ファンドストラット社のトム・リー氏が最新レポートの中で、ビットコイン(BTC)マイニングの利益は現在、損益分岐点ぎりぎりの所にあると指摘した。CNBCが15日に伝えた。仮想通貨市場は現在、下落局面の真っただ中にあり、マイニング活動は一時的に利益の上がらない状況になっている。

 リー氏はレポートの中で、現在1ビットコインをマイニングするのに、8038ドルのコストがかかると指摘する。コインマーケットキャップのデータによれば、記事執筆時点のBTCは8221ドル辺りで取引されており、過去24時間で25%下落した。

 ファンドストラット社が1BTC当たりのマイニングコストを計算するのに使用したモデルには、設備費、諸経費(冷却装置維持費など)、電気代(6セント/KWと仮定)が含まれる。ファンドストラット社の定量データサイエンス部門長、サム・ドクター氏によれば、設備交換費がマイニングコスト全体の半分以上を占めると言う。

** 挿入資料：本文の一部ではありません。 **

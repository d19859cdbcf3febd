//! Palette-quantized PNG encoding of a composed canvas
//!
//! The canvas is upscaled by an integer factor, reduced to a bounded palette
//! and written as an indexed-color PNG. The output is a pure function of
//! `(canvas, target, palette_size)`, byte for byte.

use image::RgbaImage;
use tracing::debug;

use crate::constants::is_supported_palette_size;
use crate::error::{Result, SnapshotError};
use crate::palette::Palette;
use crate::scale::{integer_factor, scale_nearest};

/// PNG bytes produced by one encode call.
#[derive(Debug, Clone, PartialEq, Eq)]
pub struct EncodedPng {
    /// The complete PNG file
    pub bytes: Vec<u8>,
    /// Pixel width of the encoded image
    pub width: u32,
    /// Pixel height of the encoded image
    pub height: u32,
    /// Number of palette entries actually written
    pub palette_len: usize,
}

impl EncodedPng {
    pub fn len(&self) -> usize {
        self.bytes.len()
    }

    pub fn is_empty(&self) -> bool {
        self.bytes.is_empty()
    }
}

/// Something that can turn a base canvas into PNG bytes at a given target
/// size and palette size. The size guard only talks to this trait.
pub trait SnapshotEncoder {
    fn encode(&self, base: &RgbaImage, target: u32, palette_size: usize) -> Result<EncodedPng>;
}

/// Production encoder: nearest-neighbor upscale, median cut palette,
/// nearest-color quantization, indexed PNG at maximum compression.
#[derive(Debug, Clone, Copy, Default)]
pub struct PaletteEncoder;

impl PaletteEncoder {
    pub fn new() -> Self {
        Self
    }
}

impl SnapshotEncoder for PaletteEncoder {
    fn encode(&self, base: &RgbaImage, target: u32, palette_size: usize) -> Result<EncodedPng> {
        if !is_supported_palette_size(palette_size) {
            return Err(SnapshotError::UnsupportedPaletteSize(palette_size));
        }

        let factor = scale_factor_for(base.width(), target)?;
        let scaled = scale_nearest(base, factor)?;

        let palette = Palette::from_image(&scaled, palette_size);
        let indices = palette.quantize(&scaled);
        let bytes = write_indexed_png(&palette, &indices, scaled.width(), scaled.height())?;

        debug!(
            target_size = target,
            factor,
            palette_size,
            palette_len = palette.len(),
            bytes = bytes.len(),
            "encoded snapshot candidate"
        );

        Ok(EncodedPng {
            bytes,
            width: scaled.width(),
            height: scaled.height(),
            palette_len: palette.len(),
        })
    }
}

/// Integer upscale factor for reaching `target` from a canvas `base_width`
/// pixels wide: `round(target / base_width)`, never below 1.
///
/// Both axes use this factor, so non-square grids stay non-square.
pub fn scale_factor_for(base_width: u32, target: u32) -> Result<u32> {
    if target == 0 || base_width == 0 {
        return Err(SnapshotError::InvalidScaleFactor(0.0));
    }
    let ratio = (target as f64 / base_width as f64).round().max(1.0);
    integer_factor(ratio)
}

/// Smallest PNG bit depth able to index `palette_len` entries.
fn bit_depth_for(palette_len: usize) -> png::BitDepth {
    match palette_len {
        0..=2 => png::BitDepth::One,
        3..=4 => png::BitDepth::Two,
        5..=16 => png::BitDepth::Four,
        _ => png::BitDepth::Eight,
    }
}

/// Pack one index per pixel into rows of `bits`-wide samples, MSB first,
/// each row padded to a whole byte.
fn pack_indices(indices: &[u8], width: u32, bits: u8) -> Vec<u8> {
    if bits == 8 {
        return indices.to_vec();
    }
    let width = width as usize;
    let per_byte = (8 / bits) as usize;
    let row_bytes = width.div_ceil(per_byte);
    let rows = if width == 0 { 0 } else { indices.len() / width };

    let mut packed = vec![0u8; row_bytes * rows];
    for (y, row) in indices.chunks(width).enumerate() {
        let out = &mut packed[y * row_bytes..(y + 1) * row_bytes];
        for (x, &idx) in row.iter().enumerate() {
            let shift = 8 - bits as usize * (x % per_byte + 1);
            out[x / per_byte] |= idx << shift;
        }
    }
    packed
}

fn write_indexed_png(palette: &Palette, indices: &[u8], width: u32, height: u32) -> Result<Vec<u8>> {
    let depth = bit_depth_for(palette.len());

    let plte: Vec<u8> = palette.colors().iter().flat_map(|c| [c.r, c.g, c.b]).collect();
    let mut trns: Vec<u8> = palette.colors().iter().map(|c| c.a).collect();
    // Trailing opaque entries may be omitted from tRNS
    while trns.last() == Some(&255) {
        trns.pop();
    }

    let mut bytes = Vec::new();
    {
        let mut encoder = png::Encoder::new(&mut bytes, width, height);
        encoder.set_color(png::ColorType::Indexed);
        encoder.set_depth(depth);
        encoder.set_palette(plte);
        if !trns.is_empty() {
            encoder.set_trns(trns);
        }
        encoder.set_compression(png::Compression::Best);
        // Index data is written unfiltered
        encoder.set_filter(png::FilterType::NoFilter);
        encoder.set_adaptive_filter(png::AdaptiveFilterType::NonAdaptive);

        let mut writer = encoder.write_header()?;
        writer.write_image_data(&pack_indices(indices, width, depth as u8))?;
        writer.finish()?;
    }
    Ok(bytes)
}
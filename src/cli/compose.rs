//! Compose command implementation

use std::path::Path;
use std::process::ExitCode;

use image::Rgba;
use sha2::{Digest, Sha256};
use tracing::warn;

use super::{expand_inputs, EXIT_ERROR, EXIT_INVALID_ARGS, EXIT_SUCCESS};
use crate::color::format_color;
use crate::config::{load_config, merge_cli_overrides, CliOverrides, ConfigError};
use crate::grid::GridLayout;
use crate::snapshot::{EncodedSnapshot, SnapshotBuilder, SnapshotHash};
use crate::tile::{load_tiles, Tile};

const DEFAULT_OUTPUT: &str = "snapshot.png";

/// Execute the compose command
pub fn run_compose(
    tiles: &[String],
    rows: u32,
    cols: u32,
    output: Option<&Path>,
    target: Option<u32>,
    palette: Option<usize>,
    background: Option<String>,
    cap: Option<usize>,
    hash: Option<&str>,
    payload: Option<&Path>,
    skip_unreadable: bool,
    config_path: Option<&Path>,
) -> ExitCode {
    let overrides = CliOverrides {
        target,
        palette,
        byte_cap: cap,
        background,
        skip_unreadable: skip_unreadable.then_some(true),
    };

    let config = match load_config(config_path).and_then(|c| merge_cli_overrides(c, &overrides)) {
        Ok(c) => c,
        Err(e @ ConfigError::Validation(_)) => {
            eprintln!("Error: {}", e);
            return ExitCode::from(EXIT_INVALID_ARGS);
        }
        Err(e) => {
            eprintln!("Error: {}", e);
            return ExitCode::from(EXIT_ERROR);
        }
    };

    let explicit_hash = match hash.map(str::parse::<SnapshotHash>).transpose() {
        Ok(h) => h,
        Err(e) => {
            eprintln!("Error: --hash: {}", e);
            return ExitCode::from(EXIT_INVALID_ARGS);
        }
    };

    let layout = match GridLayout::new(rows, cols) {
        Ok(l) => l,
        Err(e) => {
            eprintln!("Error: {}", e);
            return ExitCode::from(EXIT_INVALID_ARGS);
        }
    };

    let paths = match expand_inputs(tiles) {
        Ok(p) => p,
        Err(e) => {
            eprintln!("Error: {}", e);
            return ExitCode::from(EXIT_INVALID_ARGS);
        }
    };

    if paths.len() > layout.capacity() {
        warn!(
            tiles = paths.len(),
            capacity = layout.capacity(),
            "more tiles than grid cells, extra tiles are ignored"
        );
    }
    let paths = &paths[..paths.len().min(layout.capacity())];

    let mut slots: Vec<Option<Tile>> = Vec::with_capacity(paths.len());
    for (path, result) in paths.iter().zip(load_tiles(paths)) {
        match result {
            Ok(tile) => slots.push(Some(tile)),
            Err(e) if config.tiles.skip_unreadable => {
                warn!(path = %path.display(), error = %e, "skipping unreadable tile");
                slots.push(None);
            }
            Err(e) => {
                eprintln!("Error: {}", e);
                return ExitCode::from(EXIT_ERROR);
            }
        }
    }

    let builder = SnapshotBuilder::new(layout)
        .target(config.snapshot.target)
        .palette_size(config.snapshot.palette)
        .background(config.background())
        .guard(config.size_guard());

    let mut snapshot = match builder.build(&slots) {
        Ok(s) => s,
        Err(e) => {
            eprintln!("Error: {}", e);
            return ExitCode::from(EXIT_ERROR);
        }
    };
    snapshot.hash = explicit_hash.unwrap_or_else(|| content_hash(&snapshot.png));

    let output_path = output.unwrap_or(Path::new(DEFAULT_OUTPUT));
    if let Err(e) = write_file(output_path, &snapshot.png) {
        eprintln!("Error: Failed to write '{}': {}", output_path.display(), e);
        return ExitCode::from(EXIT_ERROR);
    }

    if let Some(payload_path) = payload {
        let json = match serde_json::to_string_pretty(&snapshot.payload()) {
            Ok(j) => j,
            Err(e) => {
                eprintln!("Error: Failed to serialize payload: {}", e);
                return ExitCode::from(EXIT_ERROR);
            }
        };
        if let Err(e) = write_file(payload_path, json.as_bytes()) {
            eprintln!("Error: Failed to write '{}': {}", payload_path.display(), e);
            return ExitCode::from(EXIT_ERROR);
        }
    }

    print_summary(output_path, &snapshot, config.snapshot.byte_cap, config.background());
    ExitCode::from(EXIT_SUCCESS)
}

/// SHA-256 of the PNG bytes, used when no hash is given.
fn content_hash(png: &[u8]) -> SnapshotHash {
    SnapshotHash(Sha256::digest(png).into())
}

fn write_file(path: &Path, contents: &[u8]) -> std::io::Result<()> {
    if let Some(parent) = path.parent() {
        if !parent.as_os_str().is_empty() {
            std::fs::create_dir_all(parent)?;
        }
    }
    std::fs::write(path, contents)
}

fn print_summary(path: &Path, snapshot: &EncodedSnapshot, cap: usize, background: Option<Rgba<u8>>) {
    println!(
        "Snapshot: {} ({}x{}, {} colors, {} / {} bytes)",
        path.display(),
        snapshot.width,
        snapshot.height,
        snapshot.palette_size,
        snapshot.png.len(),
        cap
    );
    println!("Hash: {}", snapshot.hash);
    if let Some(color) = background {
        println!("Background: {}", format_color(color));
    }

    if !snapshot.attempts.is_empty() {
        println!("Retries:");
        for attempt in &snapshot.attempts {
            let mark = if attempt.bytes <= cap { "fits" } else { "over" };
            println!(
                "  {}px / {} colors: {} bytes ({})",
                attempt.target, attempt.palette_size, attempt.bytes, mark
            );
        }
    }
}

 また、仮想通貨マイナーは取引手数料からも利益を得ているが、最近はその手数料も下がっているビットインフォチャートのデータによれば、取引手数料の中央値は、3月15日現在で約0.21ドルだった。一方、昨年12月23日時点では、34ドルを超えていた。ウェブサイト『クリプトコンペア』のチャーリー・ヘイターCEOはCNBCに対し、マイナーたちの現在の稼ぎは、12月の半分の水準になっていると話した。ハッシュレートで測定する限り、BTCマイニングの人気は高まっており、これも利益を下げている一因と言う。

 ファンドストラット社のドクター氏によれば、マイナーたちはビットコインの価格が3000ドルか4000ドル辺りまで下がれば、マイニング事業を中止する可能性が高い。ドクター氏は、1BTCあたり200~300ドルだった15年1月が、かつてはビットコインマイニングの損益分岐点だったと付け加える。

 しかしながらCNBCは、中国のビットコインマイナーたちは、損失が出るような水準までBTC価格が下がったとしても、たぶんマイニングを続けるだろうと伝える。利益を海外に送り、中国政府の資金規制から切り離すという、別の動機があるためだ。

 仮想通貨マイニングの電気代も上昇しており、そのため評論家たちの中には、利益よりも、環境へのネガティブな影響を心配する者たちもいる。

 しかしながら、コインテレグラフが2月中旬に伝えたように、電気に関しては再生可能エネルギーの豊富な選択肢が存在する。また、仮想通貨の使用は、銀行口座保有率の低い国や、ベネズエラのようなハイパーインフレの国にメリットをもたらすことができる。そのため、高い電気使用量はおそらく「大した問題ではない」だろう。